IARC Monographs on the Evaluation of the Carcinogenic Risk of Chemicals to Humans Volume 39

IARC

1986

ISBN-13

978-92-832-1239-3

ISBN-13

978-92-832-1239-3

Other languages

No other languages


This thirty-ninth volume of IARC Monographs comprises considerations of a number of industrial chemicals used in the production of plastics and elastomers; some of the compounds are also used in paints and adhesives. Two compounds - dichloroacetylene and 4-vinylcyclohexene - can occur as by-products in the production or use of some of these chemicals. New data were available on some of the chemicals evaluated previously: methyl acrylate, ethylacrylate, caprolactam, 4,4'-methylene-dianiline, toluene diisocyanate, vinyl acetate, vinyl bromide and vinylidene chloride, and these have been summarized and taken into consideration in the re-evaluations. 4,4'Methylenediphenyl diisocyanate, a monomer produced from 4,4'-methylenedianiline (MDA) can hydrolyse to MDA when in contact with moisture; however, 4,4'-methylenediphenyl diisocyanate was not re-evaluated in the present volume because no new data on carcinogenicity have become available.
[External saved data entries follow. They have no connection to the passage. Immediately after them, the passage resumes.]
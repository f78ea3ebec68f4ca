// src/lib.rs
//! # analyze-rs
//!
//! A small Rust library for the ANALYZE 7.5 image header format (`.hdr`) and for
//! reversing the byte order of 16-bit and 32-bit voxel data.
//!
//! ## Features
//!
//! - 📐 **Byte-Exact Layout**: Every field of the 348-byte header is written at its literal offset
//! - 🔁 **Round-Trip**: Headers parse back to exactly the record that was serialized
//! - 🧭 **Endian Aware**: Native, little or big endian output, plus byte-order detection on read
//! - 🔀 **Byte Swapping**: In-place or copying swaps for 2-byte and 4-byte elements
//! - 🎯 **Type Safe**: Closed datatype and orientation enums, explicit errors instead of sentinels
//!
//! ## Quick Start
//!
//! ### Writing a Header
//!
//! ```rust,no_run
//! use analyze_rs::*;
//!
//! fn main() -> Result<()> {
//!     let header = HeaderRecord::build(256, 256, 30, 1, "FLOAT", 4095, 0)?;
//!
//!     let mut file = std::fs::File::create("volume.hdr")?;
//!     header.write_to(&mut file)?;
//!     Ok(())
//! }
//! ```
//!
//! ### Reading a Header of Unknown Byte Order
//!
//! ```rust,no_run
//! use analyze_rs::*;
//!
//! fn main() -> Result<()> {
//!     let bytes = std::fs::read("volume.hdr")?;
//!     let (header, endianness) = HeaderRecord::from_bytes_detect(&bytes)?;
//!
//!     println!("{:?} endian, extent {:?}", endianness, header.dime.extent());
//!     Ok(())
//! }
//! ```
//!
//! ### Swapping Voxel Data
//!
//! ```rust
//! use analyze_rs::swap::{swap_in_place, swap_to_vec};
//!
//! let mut voxels = vec![0x01, 0x02, 0x03, 0x04];
//! let copy = swap_to_vec(&voxels, 2, 2).unwrap();
//! assert_eq!(copy, vec![0x02, 0x01, 0x04, 0x03]);
//!
//! swap_in_place(&mut voxels, 4, 1).unwrap();
//! assert_eq!(voxels, vec![0x04, 0x03, 0x02, 0x01]);
//! ```

// Modules
pub mod error;
pub mod types;
pub mod header;
pub mod swap;

mod utils;

// Re-export commonly used types at the crate root for convenience
pub use error::{AnalyzeError, Result};

// Type exports
pub use types::{
    DataType,
    ElementWidth,
    Endianness,
    Orientation,
};

// Header exports
pub use header::{
    DataHistory,
    HeaderBuilder,
    HeaderKey,
    HeaderRecord,
    ImageDimension,
};

// Prelude module for glob imports
pub mod prelude {
    //! Convenient imports for common use cases.
    //!
    //! ```rust
    //! use analyze_rs::prelude::*;
    //! ```

    pub use crate::error::{AnalyzeError, Result};
    pub use crate::types::{DataType, Endianness, Orientation};
    pub use crate::header::{HeaderBuilder, HeaderRecord};
    pub use crate::swap::{swap_in_place, swap_to_vec};
}

/// Size in bytes of an ANALYZE 7.5 header
pub const HEADER_SIZE: usize = HeaderRecord::SIZE;

/// The library version
pub const LIBRARY_VERSION: &str = env!("CARGO_PKG_VERSION");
New evidence is now available of human exposure to several of the substances considered in the present volume, and more data are being generated on the environmental levels of certain of the substances in particular contexts. Studies in which reproductive toxicity in experimental animals was evaluated were available previously only for vinylidene chloride and caprolactam; in the present volume, such reports are given for acrylamide, n-butyl acrylate, ethyl acrylate, 1,3-butadiene, vinylidene chloride, caprolactam, melamine and 4,4'-methyl-enedianiline. New information is now available on the carcinogenic activity of several of the chemicals considered previously. For several of the monomers considered in this volume, there is evidence of carcinogenicity in experimental animals (1,3-butadiene, toluene diisocyanate, vinyl bromide), for others, the data are inadequate, and more testing is needed.